Today (18th May 2023) is Ascension Day. How can The Second Achilles mark it? There’s only on way, of course.
This medieval illustration shows Alexander the Great ascending (see what I did there) thanks to four griffins and bait comprising of two unfortunate dogs. What is the purpose of Alexander’s flight? This from medievalists.net:
One of the famous trips that Alexander the Great makes is his (attempted) journey to heaven. Since Bucephalus does not have wings, Alexander has to resort to some griffins that happen to live nearby. The birds are tied to a chariot with a piece of meat spitted on the top of a lance as bait (in the church of St. Peter and Paul in Remagen, Germany, he is depicted hoisting two puppies). While the unfortunate griffins think they are constantly flying towards the meat (or the puppies), they carry Alexander up, so that he may see for himself if that place, ‘where the sky touches the earth’, is really the end of the world. It is extremely cold up in the air, he describes in a letter to his mother Olympia; and as he approaches the heavens, he encounters a figure and, heeding his warning, he returns to earth and lands somewhere seven days’ journey from his camp. But the journey is not entirely wasted, since Alexander gains a glimpse of the entire world below.
Read more here.
Recently, I have got really into historical documentaries on YouTube. There are some great ones hidden away there. One in particular that has impressed me is a doc. about the Vergina excavations, which uncovered what is believed to be the final resting place of Alexander’s father, Philip II.

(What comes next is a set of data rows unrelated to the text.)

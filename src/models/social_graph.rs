// Copyright (c) SocialNet Team
// SPDX-License-Identifier: Apache-2.0

use chrono::NaiveDateTime;
use diesel::prelude::*;
use serde::{Deserialize, Serialize};

use crate::schema::{followers, following};

/// Model for a follower edge: `follower_id` follows `user_id`.
///
/// Both columns reference `users`; queries must pick the column to join on,
/// the table declares no canonical direction of its own.
#[derive(Debug, Queryable, Selectable, Serialize, Deserialize)]
#[diesel(table_name = followers)]
pub struct Follower {
    pub id: i32,
    pub user_id: Option<i32>,
    pub follower_id: Option<i32>,
    pub follow_timestamp: NaiveDateTime,
}

/// DTO for creating a new follower edge
#[derive(Debug, Insertable, Serialize, Deserialize)]
#[diesel(table_name = followers)]
pub struct NewFollower {
    pub user_id: Option<i32>,
    pub follower_id: Option<i32>,
    pub follow_timestamp: NaiveDateTime,
}

/// Model for a following edge: `user_id` follows `following_id`.
#[derive(Debug, Queryable, Selectable, Serialize, Deserialize)]
#[diesel(table_name = following)]
pub struct Following {
    pub id: i32,
    pub user_id: Option<i32>,
    pub following_id: Option<i32>,
    pub follow_timestamp: NaiveDateTime,
}

/// DTO for creating a new following edge
#[derive(Debug, Insertable, Serialize, Deserialize)]
#[diesel(table_name = following)]
pub struct NewFollowing {
    pub user_id: Option<i32>,
    pub following_id: Option<i32>,
    pub follow_timestamp: NaiveDateTime,
}
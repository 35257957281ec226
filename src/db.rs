use crate::config::DatabaseConfig;
use anyhow::{anyhow, Context, Result};
use deadpool::Runtime;
use diesel::{Connection, PgConnection};
use diesel_async::pooled_connection::AsyncDieselConnectionManager;
use diesel_async::AsyncPgConnection;
use diesel_migrations::{embed_migrations, EmbeddedMigrations, MigrationHarness};
use tracing::info;

pub type DbPool = deadpool::managed::Pool<AsyncDieselConnectionManager<AsyncPgConnection>>;
pub type DbConnection = deadpool::managed::Object<AsyncDieselConnectionManager<AsyncPgConnection>>;

pub const MIGRATIONS: EmbeddedMigrations = embed_migrations!("migrations");

/// Database collaborator: owns the connection pool and creates the declared
/// tables. Referential integrity is enforced here, not in the registry.
pub struct Database {
    pool: DbPool,
}

impl Database {
    /// Create a new database manager with connection pool and make sure the
    /// schema tables exist.
    pub async fn connect(config: &DatabaseConfig) -> Result<Self> {
        let url = config
            .url
            .as_deref()
            .context("DATABASE_URL is not configured")?;

        let manager = AsyncDieselConnectionManager::<AsyncPgConnection>::new(url);
        let pool = DbPool::builder(manager)
            .max_size(config.max_connections as usize)
            .runtime(Runtime::Tokio1)
            .build()?;

        let db = Self { pool };

        // Test connection before touching the schema
        db.get_connection().await?;
        info!("Successfully connected to the database");

        apply_schema(url)?;

        Ok(db)
    }

    /// Get a database connection from the pool
    pub async fn get_connection(&self) -> Result<DbConnection> {
        self.pool
            .get()
            .await
            .map_err(|e| anyhow!("failed to check out a database connection: {e}"))
    }

    /// Get the database connection pool reference
    pub fn pool(&self) -> &DbPool {
        &self.pool
    }
}

/// Create the schema's tables by applying the embedded migrations.
fn apply_schema(url: &str) -> Result<()> {
    let mut conn = PgConnection::establish(url)?;
    conn.run_pending_migrations(MIGRATIONS)
        .map_err(|e| anyhow!("failed to apply schema migrations: {e}"))?;
    info!("Database schema applied");
    Ok(())
}
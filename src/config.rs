// Copyright (c) SocialNet Team
// SPDX-License-Identifier: Apache-2.0

use serde::{Deserialize, Serialize};
use std::env;
use std::path::PathBuf;

use crate::diagram::DEFAULT_RENDERER;

#[derive(Debug, Clone, Serialize, Deserialize)]
pub struct Config {
    pub diagram: DiagramConfig,
    pub database: DatabaseConfig,
}

#[derive(Debug, Clone, Serialize, Deserialize)]
pub struct DiagramConfig {
    pub output_path: PathBuf,
    pub renderer: String,
}

#[derive(Debug, Clone, Serialize, Deserialize)]
pub struct DatabaseConfig {
    pub url: Option<String>,
    pub max_connections: u32,
}

impl Config {
    pub fn from_env() -> Self {
        // Load .env file if present
        let _ = dotenv::dotenv();

        Config {
            diagram: DiagramConfig {
                output_path: env::var("DIAGRAM_OUTPUT_PATH")
                    .unwrap_or_else(|_| "diagram.png".to_string())
                    .into(),
                renderer: env::var("GRAPHVIZ_DOT")
                    .unwrap_or_else(|_| DEFAULT_RENDERER.to_string()),
            },
            database: DatabaseConfig {
                // Without a URL the schema is only rendered, never applied
                url: env::var("DATABASE_URL").ok(),
                max_connections: env::var("DATABASE_MAX_CONNECTIONS")
                    .unwrap_or_else(|_| "10".to_string())
                    .parse()
                    .expect("DATABASE_MAX_CONNECTIONS must be a number"),
            },
        }
    }
}
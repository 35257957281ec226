// Copyright (c) SocialNet Team
// SPDX-License-Identifier: Apache-2.0

mod social;

use serde::Serialize;
use thiserror::Error;

/// Column type as declared to the database engine.
#[derive(Debug, Clone, Copy, PartialEq, Eq, Serialize)]
pub enum ColumnType {
    Integer,
    VarChar(u32),
    Text,
    Timestamp,
}

impl std::fmt::Display for ColumnType {
    fn fmt(&self, f: &mut std::fmt::Formatter<'_>) -> std::fmt::Result {
        match self {
            ColumnType::Integer => write!(f, "integer"),
            ColumnType::VarChar(len) => write!(f, "varchar({})", len),
            ColumnType::Text => write!(f, "text"),
            ColumnType::Timestamp => write!(f, "timestamp"),
        }
    }
}

/// A single column declaration.
///
/// Columns start out nullable, matching the database default; `not_null`,
/// `unique` and the `primary_key` constructor tighten them.
#[derive(Debug, Clone, PartialEq, Eq, Serialize)]
pub struct ColumnDef {
    pub name: &'static str,
    pub column_type: ColumnType,
    pub nullable: bool,
    pub unique: bool,
    pub primary_key: bool,
}

impl ColumnDef {
    fn new(name: &'static str, column_type: ColumnType) -> Self {
        Self {
            name,
            column_type,
            nullable: true,
            unique: false,
            primary_key: false,
        }
    }

    /// Synthetic auto-incrementing identifier column.
    pub fn primary_key(name: &'static str) -> Self {
        Self {
            name,
            column_type: ColumnType::Integer,
            nullable: false,
            unique: false,
            primary_key: true,
        }
    }

    pub fn integer(name: &'static str) -> Self {
        Self::new(name, ColumnType::Integer)
    }

    pub fn varchar(name: &'static str, len: u32) -> Self {
        Self::new(name, ColumnType::VarChar(len))
    }

    pub fn text(name: &'static str) -> Self {
        Self::new(name, ColumnType::Text)
    }

    pub fn timestamp(name: &'static str) -> Self {
        Self::new(name, ColumnType::Timestamp)
    }

    pub fn not_null(mut self) -> Self {
        self.nullable = false;
        self
    }

    pub fn unique(mut self) -> Self {
        self.unique = true;
        self
    }

    /// Declared maximum character length, where the type carries one.
    pub fn max_length(&self) -> Option<u32> {
        match self.column_type {
            ColumnType::VarChar(len) => Some(len),
            _ => None,
        }
    }
}

/// One entity (table) declaration.
#[derive(Debug, Clone, PartialEq, Eq, Serialize)]
pub struct EntityDef {
    pub name: &'static str,
    pub columns: Vec<ColumnDef>,
}

impl EntityDef {
    pub fn new(name: &'static str, columns: Vec<ColumnDef>) -> Self {
        Self { name, columns }
    }

    pub fn column(&self, name: &str) -> Option<&ColumnDef> {
        self.columns.iter().find(|c| c.name == name)
    }

    pub fn primary_key(&self) -> Option<&ColumnDef> {
        self.columns.iter().find(|c| c.primary_key)
    }

    /// Columns carrying a uniqueness constraint, primary key excluded.
    pub fn unique_columns(&self) -> impl Iterator<Item = &ColumnDef> {
        self.columns.iter().filter(|c| c.unique)
    }
}

/// How many source rows may point at one target row.
#[derive(Debug, Clone, Copy, PartialEq, Eq, Serialize)]
pub enum Cardinality {
    ManyToOne,
    OneToOne,
}

/// Referential action declared on a foreign key. The schema declares none,
/// so dependent rows are never touched when their target goes away.
#[derive(Debug, Clone, Copy, PartialEq, Eq, Serialize)]
pub enum ReferentialAction {
    NoAction,
    Restrict,
    Cascade,
    SetNull,
}

/// A foreign-key relationship, one row per referencing column.
///
/// Relationships are keyed by `(source, source_column)`: an entity with two
/// foreign keys into the same target contributes two rows, disambiguated by
/// the column used for the join, never collapsed into one edge.
#[derive(Debug, Clone, PartialEq, Eq, Serialize)]
pub struct RelationshipDef {
    pub source: &'static str,
    pub source_column: &'static str,
    pub target: &'static str,
    pub target_column: &'static str,
    pub cardinality: Cardinality,
    pub on_delete: ReferentialAction,
}

impl RelationshipDef {
    /// The common shape: a foreign key column referencing the target's id.
    pub fn many_to_one(
        source: &'static str,
        source_column: &'static str,
        target: &'static str,
    ) -> Self {
        Self {
            source,
            source_column,
            target,
            target_column: "id",
            cardinality: Cardinality::ManyToOne,
            on_delete: ReferentialAction::NoAction,
        }
    }
}

/// Error raised when the registry's declarations do not hang together.
#[derive(Debug, Error, PartialEq, Eq)]
pub enum RegistryError {
    #[error("entity `{entity}` is declared more than once")]
    DuplicateEntity { entity: &'static str },

    #[error("entity `{entity}` declares column `{column}` more than once")]
    DuplicateColumn {
        entity: &'static str,
        column: &'static str,
    },

    #[error("entity `{entity}` has no primary key column")]
    MissingPrimaryKey { entity: &'static str },

    #[error("relationship `{src}.{source_column}` names unknown source entity `{src}`")]
    UnknownSourceEntity {
        src: &'static str,
        source_column: &'static str,
    },

    #[error("relationship `{src}.{source_column}` names a column not declared by `{src}`")]
    UnknownSourceColumn {
        src: &'static str,
        source_column: &'static str,
    },

    #[error("relationship `{src}.{source_column}` references unknown entity `{target}`")]
    UnknownTargetEntity {
        src: &'static str,
        source_column: &'static str,
        target: &'static str,
    },

    #[error("relationship `{src}.{source_column}` references `{target}.{target_column}`, which is not declared")]
    UnknownTargetColumn {
        src: &'static str,
        source_column: &'static str,
        target: &'static str,
        target_column: &'static str,
    },

    #[error("relationship `{src}.{source_column}` references `{target}.{target_column}`, which is not a primary key")]
    TargetNotPrimaryKey {
        src: &'static str,
        source_column: &'static str,
        target: &'static str,
        target_column: &'static str,
    },
}

/// The complete set of entity declarations and their relationships, held as
/// one value.
///
/// Constructed once at startup and passed by reference to whoever consumes
/// it; nothing mutates a registry after construction.
#[derive(Debug, Clone, Default, PartialEq, Eq, Serialize)]
pub struct SchemaRegistry {
    entities: Vec<EntityDef>,
    relationships: Vec<RelationshipDef>,
}

impl SchemaRegistry {
    pub fn new() -> Self {
        Self::default()
    }

    pub fn declare_entity(&mut self, entity: EntityDef) {
        self.entities.push(entity);
    }

    pub fn declare_relationship(&mut self, relationship: RelationshipDef) {
        self.relationships.push(relationship);
    }

    /// Entities in declaration order.
    pub fn entities(&self) -> &[EntityDef] {
        &self.entities
    }

    /// Relationships in declaration order.
    pub fn relationships(&self) -> &[RelationshipDef] {
        &self.relationships
    }

    pub fn entity(&self, name: &str) -> Option<&EntityDef> {
        self.entities.iter().find(|e| e.name == name)
    }

    /// Relationships whose foreign key lives on `source`.
    pub fn relationships_from<'a>(
        &'a self,
        source: &'a str,
    ) -> impl Iterator<Item = &'a RelationshipDef> {
        self.relationships.iter().filter(move |r| r.source == source)
    }

    pub fn len(&self) -> usize {
        self.entities.len()
    }

    pub fn is_empty(&self) -> bool {
        self.entities.is_empty()
    }

    /// Check that the declarations are self-consistent: entity names are
    /// unique, every entity carries a primary key, and every relationship
    /// endpoint names a declared entity and column.
    ///
    /// This inspects declarations only. Whether rows actually satisfy the
    /// declared references is the database engine's business, not ours.
    pub fn validate(&self) -> Result<(), RegistryError> {
        for (i, entity) in self.entities.iter().enumerate() {
            if self.entities[..i].iter().any(|e| e.name == entity.name) {
                return Err(RegistryError::DuplicateEntity {
                    entity: entity.name,
                });
            }
            for (j, column) in entity.columns.iter().enumerate() {
                if entity.columns[..j].iter().any(|c| c.name == column.name) {
                    return Err(RegistryError::DuplicateColumn {
                        entity: entity.name,
                        column: column.name,
                    });
                }
            }
            if entity.primary_key().is_none() {
                return Err(RegistryError::MissingPrimaryKey {
                    entity: entity.name,
                });
            }
        }

        for rel in &self.relationships {
            let source =
                self.entity(rel.source)
                    .ok_or(RegistryError::UnknownSourceEntity {
                        src: rel.source,
                        source_column: rel.source_column,
                    })?;
            if source.column(rel.source_column).is_none() {
                return Err(RegistryError::UnknownSourceColumn {
                    src: rel.source,
                    source_column: rel.source_column,
                });
            }
            let target =
                self.entity(rel.target)
                    .ok_or(RegistryError::UnknownTargetEntity {
                        src: rel.source,
                        source_column: rel.source_column,
                        target: rel.target,
                    })?;
            let target_column = target.column(rel.target_column).ok_or(
                RegistryError::UnknownTargetColumn {
                    src: rel.source,
                    source_column: rel.source_column,
                    target: rel.target,
                    target_column: rel.target_column,
                },
            )?;
            if !target_column.primary_key {
                return Err(RegistryError::TargetNotPrimaryKey {
                    src: rel.source,
                    source_column: rel.source_column,
                    target: rel.target,
                    target_column: rel.target_column,
                });
            }
        }

        Ok(())
    }
}

#[cfg(test)]
mod tests {
    use super::*;

    fn two_entity_registry() -> SchemaRegistry {
        let mut registry = SchemaRegistry::new();
        registry.declare_entity(EntityDef::new(
            "accounts",
            vec![
                ColumnDef::primary_key("id"),
                ColumnDef::varchar("handle", 64).not_null().unique(),
            ],
        ));
        registry.declare_entity(EntityDef::new(
            "sessions",
            vec![
                ColumnDef::primary_key("id"),
                ColumnDef::integer("account_id"),
                ColumnDef::timestamp("opened_at").not_null(),
            ],
        ));
        registry.declare_relationship(RelationshipDef::many_to_one(
            "sessions",
            "account_id",
            "accounts",
        ));
        registry
    }

    #[test]
    fn empty_registry_is_valid() {
        let registry = SchemaRegistry::new();
        assert!(registry.is_empty());
        assert!(registry.validate().is_ok());
    }

    #[test]
    fn consistent_registry_validates() {
        assert_eq!(two_entity_registry().validate(), Ok(()));
    }

    #[test]
    fn duplicate_entity_is_rejected() {
        let mut registry = two_entity_registry();
        registry.declare_entity(EntityDef::new(
            "accounts",
            vec![ColumnDef::primary_key("id")],
        ));
        assert_eq!(
            registry.validate(),
            Err(RegistryError::DuplicateEntity { entity: "accounts" })
        );
    }

    #[test]
    fn entity_without_primary_key_is_rejected() {
        let mut registry = SchemaRegistry::new();
        registry.declare_entity(EntityDef::new(
            "audit_log",
            vec![ColumnDef::text("line").not_null()],
        ));
        assert_eq!(
            registry.validate(),
            Err(RegistryError::MissingPrimaryKey {
                entity: "audit_log"
            })
        );
    }

    #[test]
    fn dangling_foreign_key_target_is_rejected() {
        let mut registry = two_entity_registry();
        registry.declare_relationship(RelationshipDef::many_to_one(
            "sessions",
            "account_id",
            "devices",
        ));
        assert_eq!(
            registry.validate(),
            Err(RegistryError::UnknownTargetEntity {
                src: "sessions",
                source_column: "account_id",
                target: "devices",
            })
        );
    }

    #[test]
    fn undeclared_source_column_is_rejected() {
        let mut registry = two_entity_registry();
        registry.declare_relationship(RelationshipDef::many_to_one(
            "sessions",
            "device_id",
            "accounts",
        ));
        assert_eq!(
            registry.validate(),
            Err(RegistryError::UnknownSourceColumn {
                src: "sessions",
                source_column: "device_id",
            })
        );
    }

    #[test]
    fn reference_to_non_primary_key_is_rejected() {
        let mut registry = two_entity_registry();
        registry.declare_relationship(RelationshipDef {
            source: "sessions",
            source_column: "account_id",
            target: "accounts",
            target_column: "handle",
            cardinality: Cardinality::ManyToOne,
            on_delete: ReferentialAction::NoAction,
        });
        assert_eq!(
            registry.validate(),
            Err(RegistryError::TargetNotPrimaryKey {
                src: "sessions",
                source_column: "account_id",
                target: "accounts",
                target_column: "handle",
            })
        );
    }

    #[test]
    fn relationships_from_filters_by_source() {
        let registry = two_entity_registry();
        let from_sessions: Vec<_> = registry.relationships_from("sessions").collect();
        assert_eq!(from_sessions.len(), 1);
        assert_eq!(from_sessions[0].target, "accounts");
        assert_eq!(registry.relationships_from("accounts").count(), 0);
    }

    #[test]
    fn max_length_tracks_varchar_only() {
        let column = ColumnDef::varchar("handle", 64);
        assert_eq!(column.max_length(), Some(64));
        assert_eq!(ColumnDef::text("body").max_length(), None);
    }
}
pub mod config;
pub mod db;
pub mod diagram;
pub mod models;
pub mod registry;
pub mod schema;

#[macro_use]
extern crate diesel;
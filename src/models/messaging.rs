// Copyright (c) SocialNet Team
// SPDX-License-Identifier: Apache-2.0

use chrono::NaiveDateTime;
use diesel::prelude::*;
use serde::{Deserialize, Serialize};

use crate::schema::messages;

/// Model for a conversation. Carries no payload of its own; messages point
/// back at it through `conversation_id`.
#[derive(Debug, Queryable, Selectable, Serialize, Deserialize)]
#[diesel(table_name = crate::schema::conversations)]
pub struct Conversation {
    pub id: i32,
}

/// Model for a direct message.
///
/// `sender_id` and `receiver_id` both reference `users`; only the sender
/// side is declared as a joinable relationship, the receiver is looked up
/// by column.
#[derive(Debug, Queryable, Selectable, Serialize, Deserialize)]
#[diesel(table_name = messages)]
pub struct Message {
    pub id: i32,
    pub conversation_id: Option<i32>,
    pub sender_id: Option<i32>,
    pub receiver_id: Option<i32>,
    pub content: String,
    pub timestamp: NaiveDateTime,
}

/// DTO for creating a new message
#[derive(Debug, Insertable, Serialize, Deserialize)]
#[diesel(table_name = messages)]
pub struct NewMessage {
    pub conversation_id: Option<i32>,
    pub sender_id: Option<i32>,
    pub receiver_id: Option<i32>,
    pub content: String,
    pub timestamp: NaiveDateTime,
}
use anyhow::Result;
use dotenv::dotenv;
use tracing::{error, info};
use tracing_subscriber::{layer::SubscriberExt, util::SubscriberInitExt};

use socialnet_schema::config::Config;
use socialnet_schema::db::Database;
use socialnet_schema::diagram;
use socialnet_schema::registry::SchemaRegistry;

#[tokio::main]
async fn main() -> Result<()> {
    // Load environment variables from .env file if present
    dotenv().ok();

    // Initialize tracing
    tracing_subscriber::registry()
        .with(tracing_subscriber::EnvFilter::new(
            std::env::var("RUST_LOG").unwrap_or_else(|_| "info,socialnet_schema=debug".into()),
        ))
        .with(tracing_subscriber::fmt::layer())
        .init();

    // Load configuration
    let config = Config::from_env();
    info!("Initialized configuration");

    // Construct the schema registry
    let registry = SchemaRegistry::social_media();
    info!(
        entities = registry.len(),
        relationships = registry.relationships().len(),
        "Constructed schema registry"
    );

    // Hand the schema to the database engine when one is configured
    if config.database.url.is_some() {
        Database::connect(&config.database).await?;
        info!("Schema applied to the configured database");
    }

    // Render the ER diagram
    match diagram::render_with(
        &config.diagram.renderer,
        &registry,
        &config.diagram.output_path,
    ) {
        Ok(rendered) => {
            println!("Success! Check the {} file", rendered.path.display());
            Ok(())
        }
        Err(e) => {
            println!("There was a problem generating the diagram");
            error!("Diagram generation failed: {}", e);
            Err(e.into())
        }
    }
}
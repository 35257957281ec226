// Copyright (c) SocialNet Team
// SPDX-License-Identifier: Apache-2.0

use crate::registry::SchemaRegistry;

/// Render the registry as Graphviz DOT.
///
/// Entities become HTML-table nodes, one row per column with its declared
/// constraints; relationships become labeled edges, the label naming the
/// referencing column so parallel foreign keys into the same target stay
/// told apart. Output follows declaration order, so an unchanged registry
/// always produces byte-identical DOT.
pub fn to_dot(registry: &SchemaRegistry) -> String {
    let mut out = String::new();
    out.push_str("digraph schema {\n");
    out.push_str("    rankdir=LR;\n");
    out.push_str("    node [shape=plain fontname=\"Helvetica\"];\n");
    out.push_str("    edge [fontname=\"Helvetica\" fontsize=10 arrowhead=crow];\n");

    for entity in registry.entities() {
        let mut label = format!(
            "<table border=\"0\" cellborder=\"1\" cellspacing=\"0\"><tr><td bgcolor=\"#dce6f1\"><b>{}</b></td></tr>",
            escape(entity.name)
        );
        for column in &entity.columns {
            let mut markers = String::new();
            if column.primary_key {
                markers.push_str(" [pk]");
            }
            if column.unique {
                markers.push_str(" [unique]");
            }
            if column.nullable {
                markers.push_str(" [null]");
            }
            label.push_str(&format!(
                "<tr><td align=\"left\">{} {}{}</td></tr>",
                escape(column.name),
                escape(&column.column_type.to_string()),
                markers
            ));
        }
        label.push_str("</table>");
        out.push_str(&format!("    {} [label=<{}>];\n", entity.name, label));
    }

    for rel in registry.relationships() {
        out.push_str(&format!(
            "    {} -> {} [label=\"{}\"];\n",
            rel.source, rel.target, rel.source_column
        ));
    }

    out.push_str("}\n");
    out
}

// Minimal escaping for HTML-like labels
fn escape(text: &str) -> String {
    text.replace('&', "&amp;")
        .replace('<', "&lt;")
        .replace('>', "&gt;")
}

#[cfg(test)]
mod tests {
    use super::*;
    use crate::registry::SchemaRegistry;

    #[test]
    fn dot_output_is_deterministic() {
        let registry = SchemaRegistry::social_media();
        assert_eq!(to_dot(&registry), to_dot(&registry));
    }

    #[test]
    fn empty_registry_yields_a_valid_empty_graph() {
        let dot = to_dot(&SchemaRegistry::new());
        assert!(dot.starts_with("digraph schema {"));
        assert!(dot.trim_end().ends_with('}'));
        assert!(!dot.contains("label=<"));
    }

    #[test]
    fn every_entity_becomes_a_node() {
        let registry = SchemaRegistry::social_media();
        let dot = to_dot(&registry);
        for entity in registry.entities() {
            assert!(
                dot.contains(&format!("    {} [label=<", entity.name)),
                "missing node for {}",
                entity.name
            );
        }
    }

    #[test]
    fn parallel_edges_are_labeled_by_column() {
        let dot = to_dot(&SchemaRegistry::social_media());
        assert!(dot.contains("followers -> users [label=\"user_id\"];"));
        assert!(dot.contains("followers -> users [label=\"follower_id\"];"));
        assert!(dot.contains("messages -> users [label=\"sender_id\"];"));
        assert!(dot.contains("messages -> users [label=\"receiver_id\"];"));
    }

    #[test]
    fn constraint_markers_show_up_in_labels() {
        let dot = to_dot(&SchemaRegistry::social_media());
        assert!(dot.contains("id integer [pk]"));
        assert!(dot.contains("username varchar(100) [unique]"));
        assert!(dot.contains("bio varchar(350) [null]"));
    }
}
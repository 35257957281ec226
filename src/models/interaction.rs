use chrono::NaiveDateTime;
use diesel::prelude::*;
use serde::{Deserialize, Serialize};

#[derive(Debug, Queryable, Selectable, Serialize, Deserialize)]
#[diesel(table_name = crate::schema::post_interactions)]
#[diesel(check_for_backend(diesel::pg::Pg))]
pub struct PostInteraction {
    pub id: i32,
    pub user_id: Option<i32>,
    pub post_id: Option<i32>,
    pub interaction_type: String,
    pub timestamp: NaiveDateTime,
}

#[derive(Debug, Insertable)]
#[diesel(table_name = crate::schema::post_interactions)]
#[diesel(check_for_backend(diesel::pg::Pg))]
pub struct NewPostInteraction {
    pub user_id: Option<i32>,
    pub post_id: Option<i32>,
    pub interaction_type: String,
    pub timestamp: NaiveDateTime,
}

The documentary follows Manolis Andronikos, the archaeologist behind Vergina’s discovery. Watching Macedonia: A Civilization Uncovered was a treat, yes because of its content but also because it was the first time I had seen actual footage of the tombs (and, for that matter, Andronikos). I highly recommend this video to you. The video quality isn’t the greatest – it has suffered a bit having been, I guess, recorded off the television onto VHS, but it is easily watchable. The only discordant note was at the end when the narrator said that Andronikos had many more years of excavation work ahead of him. Sadly, he died just a couple of years after the documentary was made. What a legacy to leave behind, though!
image and caption: medievalists.net
Writing this post and inserting the image and video went very smoothly. WordPress organises each paragraph into blocks. A new one begins whenever you press Return. However, I can’t see how to press Return and stay in the same block. I just about managed it for the credit and final note by going into the HTML code. It hasn’t come out perfectly, though. I also can’t see where the option to write tags for the post is (if it exists), so there are a couple of things to work on.
Excellent work, but I’m not into the Alexander Romance. I have watched many documentaries on the Alexander/Philip phenomena, which continue to enlighten me.